This is Day 4 of a series of posts this week to provide strategies for the first week of school in a Bring Your Own Technology (BYOT) classroom. These ideas are my suggestions for developing a learning community during the first five days of school. Hopefully, this sense of community will lead to an effective BYOT implementation for the rest of the year as students learn and practice the digital age skills of communication, collaboration, creativity, and critical thinking. Please modify these activities to better suit the needs, interests, and abilities of your students.
Scenario: Throughout this week students have been empowered to utilize their own technology tools for a variety of instructional uses. A synergy is developing between their online collaborative activities and their face-to-face classwork. As they work together more online, the more they collaborate and communicate in the face-to-face classroom. One fear of many teachers is that they feel as if they are losing control of their classes when students experience the agency to use their devices as needed and begin to share their ideas with each other so readily. However, this shift represents the students taking ownership of their learning experiences, and it should be encouraged.
Activity – Nurture Communication
There are many ways that the digital age skill of communication can be facilitated in the BYOT classroom. This week, it has been practiced through the use of Wikispaces, Edmodo, and Socrative, yet another way to promote further communication is through blogging. A blog provides students with the opportunity to reflect on their learning, share ideas and responses with others, and highlight their academic successes. Blogging enables students to develop their own personal portfolios as they post and document the artifacts of their learning – their writing and projects. Although there are many types of blogging tools, my district has subscribed to Edublogs for all of its students and teachers.
Edublogsoffers free blogging for students, and this use of social networking is an authentic way to teach and practice responsible use. There is an Edublogs app for iOS devices, or students can use other devices to participate in blogging. Students are able to begin drafts of their writing within their blogs and when the draft is finished, they can easily publish each post. This week, the students completed their profiles within the other web tools at home. After the students have signed up for their blogs, they should complete their profiles and customize their blogs in class. I advise students to use the same photo or avatar for each of their profiles in order to develop an online presence in the class that represents them and their personal strengths and interests. Edublogs offers several themes so that students can choose designs that complement their profiles.
The following list explains just a few reasons why I think that it is essential for students (and teachers) to blog:
- Blogging causes students to make connections to what they are learning as they reflect.
- Blogging stimulates critical thinking as students take a stand on an issue and explain supportive reasons for that stand.
- Blogging provides opportunities for on-going debate and discussion as students respond to each other’s posts.
- Blogging showcases and documents student work and creativity.
- Blogging helps students discover their strengths and share their expertise with others.
Branding through Blogging
Throughout the year in the BYOT classroom, the students will continue to develop and practice digital age skills, and this authentic work can lead to an appreciation for individual differences and strengths. This recognition is influenced by several factors. First, the students already have personal interests, and they have the agency with their devices to further refine and perfect those capabilities.

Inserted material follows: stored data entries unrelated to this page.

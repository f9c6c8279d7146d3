//! CLI-owned configuration: TOML file, environment, and flag overrides,
//! translated into a transport setup and a `ReportConfig`.
//!
//! Core never sees these types -- it receives a built client and a
//! `ReportConfig`.

use std::path::{Path, PathBuf};

use directories::ProjectDirs;
use figment::{
    Figment,
    providers::{Env, Format, Serialized, Toml},
};
use serde::{Deserialize, Serialize};
use url::Url;

use gwstatus_api::{TlsMode, TransportConfig};
use gwstatus_core::{FETCH_TIMEOUT, ReportConfig, ReportLimits};

use crate::cli::Cli;
use crate::error::CliError;

// ── TOML config ──────────────────────────────────────────────────────

#[derive(Debug, Deserialize, Serialize)]
pub struct Config {
    /// Status bridge base URL.
    #[serde(default = "default_url")]
    pub url: String,

    /// Accept self-signed bridge certificates.
    #[serde(default)]
    pub insecure: bool,

    /// Path to a custom CA certificate (PEM).
    pub ca_cert: Option<PathBuf>,
}

impl Default for Config {
    fn default() -> Self {
        Self {
            url: default_url(),
            insecure: false,
            ca_cert: None,
        }
    }
}

fn default_url() -> String {
    "http://localhost:8080".into()
}

// ── Loading ──────────────────────────────────────────────────────────

/// Platform config file, e.g. `~/.config/pgwstatus/config.toml`.
pub fn config_path() -> Option<PathBuf> {
    ProjectDirs::from("org", "gwstatus", "pgwstatus")
        .map(|dirs| dirs.config_dir().join("config.toml"))
}

/// Defaults, then the config file (if any), then `GWSTATUS_*` variables.
///
/// A missing file is not an error; a malformed one is.
pub fn load_config(explicit: Option<&Path>) -> Result<Config, CliError> {
    let path = explicit.map(Path::to_path_buf).or_else(config_path);

    let mut figment = Figment::new().merge(Serialized::defaults(Config::default()));
    if let Some(ref path) = path {
        figment = figment.merge(Toml::file(path));
    }
    figment = figment.merge(Env::prefixed("GWSTATUS_").only(&["url", "insecure", "ca_cert"]));

    figment.extract().map_err(|err| CliError::Config {
        path: path.map_or_else(|| "(none)".into(), |p| p.display().to_string()),
        source: Box::new(err),
    })
}

// ── Translation ──────────────────────────────────────────────────────

/// Bridge URL and transport settings (flag > env > file > default).
pub fn resolve_transport(config: &Config, cli: &Cli) -> Result<(Url, TransportConfig), CliError> {
    let url_str = cli.url.as_deref().unwrap_or(&config.url);
    let url: Url = url_str.parse().map_err(|err| CliError::Validation {
        field: "url".into(),
        reason: format!("invalid URL '{url_str}': {err}"),
    })?;
    if !matches!(url.scheme(), "http" | "https") {
        return Err(CliError::Validation {
            field: "url".into(),
            reason: format!("expected an http or https URL, got '{url_str}'"),
        });
    }

    let tls = if cli.insecure || config.insecure {
        TlsMode::DangerAcceptInvalid
    } else if let Some(ref ca_path) = config.ca_cert {
        TlsMode::CustomCa(ca_path.clone())
    } else {
        TlsMode::System
    };

    Ok((
        url,
        TransportConfig {
            tls,
            timeout: FETCH_TIMEOUT,
        },
    ))
}

/// Row caps and the reverse-rate switch, shared by every gateway.
pub fn report_config(cli: &Cli) -> ReportConfig {
    ReportConfig {
        show_request_rates: cli.request_rates,
        limits: ReportLimits {
            global: cli.max,
            hosts: cli.max_hosts,
            items: cli.max_pvs,
        },
    }
}
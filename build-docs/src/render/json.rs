//! JSON output: the record list as pretty-printed JSON.
//!
//! Serializes the record list directly; nested params keep the
//! `type`/`items`/`properties` shape that schema generators expect.

use crate::render::Renderer;
use anyhow::Result;
use build_docs_syntax::DocumentationRecord;

pub struct JsonRenderer;

impl Renderer for JsonRenderer {
    fn render(&self, records: &[DocumentationRecord]) -> Result<String> {
        let mut out = serde_json::to_string_pretty(records)?;
        out.push('\n');
        Ok(out)
    }

    fn file_extension(&self) -> &str {
        "json"
    }
}
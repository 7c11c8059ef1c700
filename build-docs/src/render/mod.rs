//! Output formats, selected by name.

pub mod json;
pub mod markdown;

use anyhow::{anyhow, Result};
use build_docs_syntax::DocumentationRecord;

/// Trait for rendering one source's records into a specific output format.
pub trait Renderer {
    fn render(&self, records: &[DocumentationRecord]) -> Result<String>;
    fn file_extension(&self) -> &str;
}

/// Create a renderer for the given format name.
pub fn create_renderer(format: &str) -> Result<Box<dyn Renderer>> {
    match format {
        "json" => Ok(Box::new(json::JsonRenderer)),
        "markdown" | "md" => Ok(Box::new(markdown::MarkdownRenderer)),
        _ => Err(anyhow!(
            "unknown format: {}. Use json or markdown",
            format
        )),
    }
}
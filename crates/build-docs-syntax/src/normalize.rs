//! Comment decoration stripping.
//!
//! Turns a raw block comment (`/* ... */`, `/** ... */`, with or without the
//! delimiters) into clean text lines.

use regex::Regex;
use std::sync::LazyLock;

static RE_BLOCK: LazyLock<Regex> =
    LazyLock::new(|| Regex::new(r"(?s)^\s*/\*+(.*?)\*+/\s*$").unwrap());

static RE_OPEN: LazyLock<Regex> = LazyLock::new(|| Regex::new(r"^\s*/\*+").unwrap());

static RE_CLOSE: LazyLock<Regex> = LazyLock::new(|| Regex::new(r"\*+/\s*$").unwrap());

/// Normalize a raw comment block into trimmed lines.
///
/// Each line loses its leading `*` and one space after it. Blank lines inside
/// the block are kept as empty strings; blank lines at either edge (the
/// delimiter lines) are dropped, so an empty block yields no lines at all.
pub fn normalize_lines(raw: &str) -> Vec<String> {
    let body = strip_delimiters(raw);
    let mut lines: Vec<String> = body.lines().map(strip_decoration).collect();

    while lines.last().is_some_and(|l| l.is_empty()) {
        lines.pop();
    }
    let first = lines
        .iter()
        .position(|l| !l.is_empty())
        .unwrap_or(lines.len());
    lines.drain(..first);
    lines
}

/// Remove the `/*` and `*/` delimiters. Unterminated or opener-less blocks
/// lose whichever delimiter they do have.
fn strip_delimiters(raw: &str) -> String {
    if let Some(caps) = RE_BLOCK.captures(raw) {
        return caps[1].to_string();
    }
    let body = RE_OPEN.replace(raw, "");
    RE_CLOSE.replace(&body, "").into_owned()
}

/// Strip one leading `*` (and a single space after it) from a trimmed line.
fn strip_decoration(line: &str) -> String {
    let line = line.trim();
    let line = match line.strip_prefix('*') {
        Some(rest) => rest.strip_prefix(' ').unwrap_or(rest),
        None => line,
    };
    line.trim().to_string()
}

#[cfg(test)]
mod tests {
    use super::*;

    #[test]
    fn strips_star_decoration() {
        let raw = "/*\n * Creates a user\n *\n * @param {string} name Name\n */";
        assert_eq!(
            normalize_lines(raw),
            vec!["Creates a user", "", "@param {string} name Name"]
        );
    }

    #[test]
    fn strips_jsdoc_opener() {
        let raw = "/**\n * Creates a user\n */";
        assert_eq!(normalize_lines(raw), vec!["Creates a user"]);
    }

    #[test]
    fn keeps_undecorated_lines() {
        let raw = "/*\n          Creates a user\n         */";
        assert_eq!(normalize_lines(raw), vec!["Creates a user"]);
    }

    #[test]
    fn single_line_block() {
        assert_eq!(normalize_lines("/** action: Run it */"), vec!["action: Run it"]);
    }

    #[test]
    fn delimiters_optional() {
        assert_eq!(
            normalize_lines(" * first\n * second"),
            vec!["first", "second"]
        );
    }

    #[test]
    fn empty_block_yields_nothing() {
        assert!(normalize_lines("/*\n *\n */").is_empty());
        assert!(normalize_lines("/**/").is_empty());
        assert!(normalize_lines("").is_empty());
    }

    #[test]
    fn unterminated_block() {
        assert_eq!(normalize_lines("/*\n * dangling"), vec!["dangling"]);
    }

    #[test]
    fn only_one_star_removed() {
        assert_eq!(normalize_lines("/*\n * **bold** text\n */"), vec!["**bold** text"]);
    }
}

Second, BYOT can be the great differentiator in the classroom, Students who have mastered particular skills and concepts can move ahead more easily, and students who need additional practice can receive that support with the use of their own technology tools. Third, when students are empowered to make choices and encouraged to work collaboratively on relevant topics, diverse sets of skills are needed by the learning community for it to be successful. Finally, since the teacher is unable to know every device or every online tool, they have to learn alongside students, and this transformation helps everyone to assume the role of a learner.
As students discover their talents, they can offer advice and support to other members of the learning community. They are often branded as the student you can go to when you need an effective speaker, a videographer, an artist, or a technician. Through blogging, students are able to highlight their individual areas of expertise and this brand becomes further aligned to their personal identities.

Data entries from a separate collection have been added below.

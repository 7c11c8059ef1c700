//! Block splitting and name/description resolution.

use regex::Regex;
use std::sync::LazyLock;

// `action: description` shorthand on the first free-text line
static RE_ACTION: LazyLock<Regex> =
    LazyLock::new(|| Regex::new(r"^([A-Za-z_$][A-Za-z0-9_$-]*):(?:\s+(.*))?$").unwrap());

/// A normalized comment block split at its first `@` line.
#[derive(Debug, Default, PartialEq, Eq)]
pub struct Block<'a> {
    /// Lines before the first annotation (blank lines kept)
    pub free_text: &'a [String],
    /// Logical annotation lines, continuation lines already folded in
    pub annotations: Vec<String>,
}

/// Resolved record heading.
#[derive(Debug, Default, PartialEq, Eq)]
pub struct Heading {
    pub name: String,
    pub description: String,
}

/// Split normalized lines into free text and annotations.
///
/// A non-empty line in the annotation span that does not start with `@`
/// continues the previous annotation and is joined with a single space.
pub fn split(lines: &[String]) -> Block<'_> {
    let start = lines
        .iter()
        .position(|l| l.starts_with('@'))
        .unwrap_or(lines.len());

    let mut annotations: Vec<String> = Vec::new();
    for line in &lines[start..] {
        if line.is_empty() {
            continue;
        }
        match annotations.last_mut() {
            Some(last) if !line.starts_with('@') => {
                last.push(' ');
                last.push_str(line);
            }
            _ => annotations.push(line.clone()),
        }
    }

    Block {
        free_text: &lines[..start],
        annotations,
    }
}

/// Derive name and description.
///
/// An `action:` prefix on the first free-text line wins over `@name`;
/// otherwise `name_tag` (the first `@name` value) is used, else "".
pub fn resolve_heading(free_text: &[String], name_tag: Option<String>) -> Heading {
    let mut lines: Vec<&str> = free_text.iter().map(String::as_str).collect();

    if let Some(first) = lines.first().copied() {
        if let Some(caps) = RE_ACTION.captures(first) {
            let name = caps[1].to_string();
            lines[0] = caps.get(2).map_or("", |m| m.as_str());
            return Heading {
                name,
                description: join_description(&lines),
            };
        }
    }

    Heading {
        name: name_tag.unwrap_or_default(),
        description: join_description(&lines),
    }
}

/// Join free text: lines within a paragraph with a single space,
/// paragraphs (separated by blank lines) with an empty line.
pub fn join_description(lines: &[&str]) -> String {
    let paragraphs: Vec<String> = lines
        .split(|l| l.trim().is_empty())
        .filter(|p| !p.is_empty())
        .map(|p| p.iter().map(|l| l.trim()).collect::<Vec<_>>().join(" "))
        .collect();
    paragraphs.join("\n\n")
}

#[cfg(test)]
mod tests {
    use super::*;

    fn lines(input: &[&str]) -> Vec<String> {
        input.iter().map(|s| s.to_string()).collect()
    }

    #[test]
    fn split_at_first_annotation() {
        let input = lines(&["Creates a user", "", "@param {string} name Name", "@throws Oops"]);
        let block = split(&input);
        assert_eq!(block.free_text, &input[..2]);
        assert_eq!(
            block.annotations,
            vec!["@param {string} name Name", "@throws Oops"]
        );
    }

    #[test]
    fn split_without_annotations() {
        let input = lines(&["Creates a user"]);
        let block = split(&input);
        assert_eq!(block.free_text.len(), 1);
        assert!(block.annotations.is_empty());
    }

    #[test]
    fn continuation_lines_fold_into_previous() {
        let input = lines(&["@param {string} name Name of", "the user", "", "@throws Oops"]);
        let block = split(&input);
        assert_eq!(
            block.annotations,
            vec!["@param {string} name Name of the user", "@throws Oops"]
        );
    }

    #[test]
    fn action_prefix_sets_name() {
        let input = lines(&["action: Creates a user"]);
        let heading = resolve_heading(&input, None);
        assert_eq!(heading.name, "action");
        assert_eq!(heading.description, "Creates a user");
    }

    #[test]
    fn action_prefix_beats_name_tag() {
        let input = lines(&["action: Description"]);
        let heading = resolve_heading(&input, Some("action1".to_string()));
        assert_eq!(heading.name, "action");
    }

    #[test]
    fn name_tag_used_without_prefix() {
        let input = lines(&["Description"]);
        let heading = resolve_heading(&input, Some("action".to_string()));
        assert_eq!(heading.name, "action");
        assert_eq!(heading.description, "Description");
    }

    #[test]
    fn no_name_source() {
        let input = lines(&["Description"]);
        assert_eq!(resolve_heading(&input, None).name, "");
    }

    #[test]
    fn colon_without_space_is_not_a_prefix() {
        let input = lines(&["See http://example.com"]);
        let heading = resolve_heading(&input, None);
        assert_eq!(heading.name, "");
        assert_eq!(heading.description, "See http://example.com");

        let input = lines(&["http://example.com"]);
        assert_eq!(resolve_heading(&input, None).name, "");
    }

    #[test]
    fn multi_line_description() {
        let input = lines(&["Creates a user", "in the database", "", "Second paragraph"]);
        let heading = resolve_heading(&input, None);
        assert_eq!(
            heading.description,
            "Creates a user in the database\n\nSecond paragraph"
        );
    }

    #[test]
    fn empty_free_text() {
        let heading = resolve_heading(&[], Some("action".to_string()));
        assert_eq!(heading.name, "action");
        assert_eq!(heading.description, "");
    }
}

When students have finished personalizing their blogs, have them write autobiographical drafts that will be posted in their blogs. There is usually an “About” or “Bio” tab in the blog’s theme where the students can write this information. The teacher will need to review with the students the importance of maintaining online privacy, so the students will need to use critical thinking (along with the guidance of their teacher) to determine what types of information is appropriate for publishing on the web. They should not include actual photos of themselves; provide their last names; or give other identifying information (address, teams, or neighborhood). This will become their first post, so they need to begin thinking about the possibilities of their brand!
Homework (Post these assignments in Edmodo.)
- Publish your first post. Today you completed an autobiographical post that included some of your strengths and interests. Share that post with your parents. What do they think about what you have shared? What qualities do they think you should include? Revise your post if necessary and publish it.
- Discuss in Edmodo. What other ways do you think we could learn with blogging this year? Discuss this question in Edmodo by posting your suggestions as a “Note.”